WHAT TO DO
Using the data below, return all lines in which "Duration" appears.

Saved data entries
---*---
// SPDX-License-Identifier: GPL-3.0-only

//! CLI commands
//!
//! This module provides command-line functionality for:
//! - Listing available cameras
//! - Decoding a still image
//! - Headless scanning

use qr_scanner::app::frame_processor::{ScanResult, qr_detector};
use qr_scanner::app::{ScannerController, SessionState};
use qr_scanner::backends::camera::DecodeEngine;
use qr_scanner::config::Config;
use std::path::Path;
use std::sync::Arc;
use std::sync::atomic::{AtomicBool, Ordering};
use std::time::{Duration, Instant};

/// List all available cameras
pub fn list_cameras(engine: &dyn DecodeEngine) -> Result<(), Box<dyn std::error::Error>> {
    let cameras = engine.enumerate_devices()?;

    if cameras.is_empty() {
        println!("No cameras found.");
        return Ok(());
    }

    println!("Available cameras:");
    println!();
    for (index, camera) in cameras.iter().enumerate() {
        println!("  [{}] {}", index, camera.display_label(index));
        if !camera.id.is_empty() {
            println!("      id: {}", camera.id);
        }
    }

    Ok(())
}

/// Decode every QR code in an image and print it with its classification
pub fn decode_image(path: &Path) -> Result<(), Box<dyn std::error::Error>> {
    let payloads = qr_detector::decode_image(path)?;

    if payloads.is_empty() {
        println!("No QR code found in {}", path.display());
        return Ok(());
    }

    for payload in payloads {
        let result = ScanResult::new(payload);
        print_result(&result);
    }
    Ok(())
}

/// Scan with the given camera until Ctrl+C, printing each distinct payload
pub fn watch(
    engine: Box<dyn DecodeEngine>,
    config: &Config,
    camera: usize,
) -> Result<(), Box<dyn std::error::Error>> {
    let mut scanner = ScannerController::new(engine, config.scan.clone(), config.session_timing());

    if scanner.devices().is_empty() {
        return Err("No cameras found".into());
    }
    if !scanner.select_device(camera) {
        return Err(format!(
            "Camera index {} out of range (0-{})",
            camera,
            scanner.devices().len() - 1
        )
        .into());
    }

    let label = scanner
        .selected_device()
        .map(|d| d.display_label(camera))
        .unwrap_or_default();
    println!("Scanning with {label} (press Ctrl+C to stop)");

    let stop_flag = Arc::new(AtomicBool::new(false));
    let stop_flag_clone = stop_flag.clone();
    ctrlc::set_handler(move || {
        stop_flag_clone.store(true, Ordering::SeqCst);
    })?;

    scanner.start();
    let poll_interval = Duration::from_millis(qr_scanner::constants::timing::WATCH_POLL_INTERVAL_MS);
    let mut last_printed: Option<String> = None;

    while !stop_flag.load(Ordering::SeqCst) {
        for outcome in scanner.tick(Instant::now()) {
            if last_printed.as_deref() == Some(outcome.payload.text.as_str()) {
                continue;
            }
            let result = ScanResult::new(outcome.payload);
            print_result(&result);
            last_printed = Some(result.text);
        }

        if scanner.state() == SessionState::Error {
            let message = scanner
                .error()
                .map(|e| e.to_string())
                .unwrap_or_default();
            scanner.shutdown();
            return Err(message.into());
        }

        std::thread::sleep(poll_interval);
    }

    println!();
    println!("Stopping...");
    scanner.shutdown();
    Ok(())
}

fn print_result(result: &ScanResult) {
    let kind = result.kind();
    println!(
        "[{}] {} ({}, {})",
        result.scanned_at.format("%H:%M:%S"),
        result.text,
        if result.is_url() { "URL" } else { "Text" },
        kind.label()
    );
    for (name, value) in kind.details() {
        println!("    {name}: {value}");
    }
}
---*---
RESULT
use std::time::{Duration, Instant};
    let poll_interval = Duration::from_millis(qr_scanner::constants::timing::WATCH_POLL_INTERVAL_MS);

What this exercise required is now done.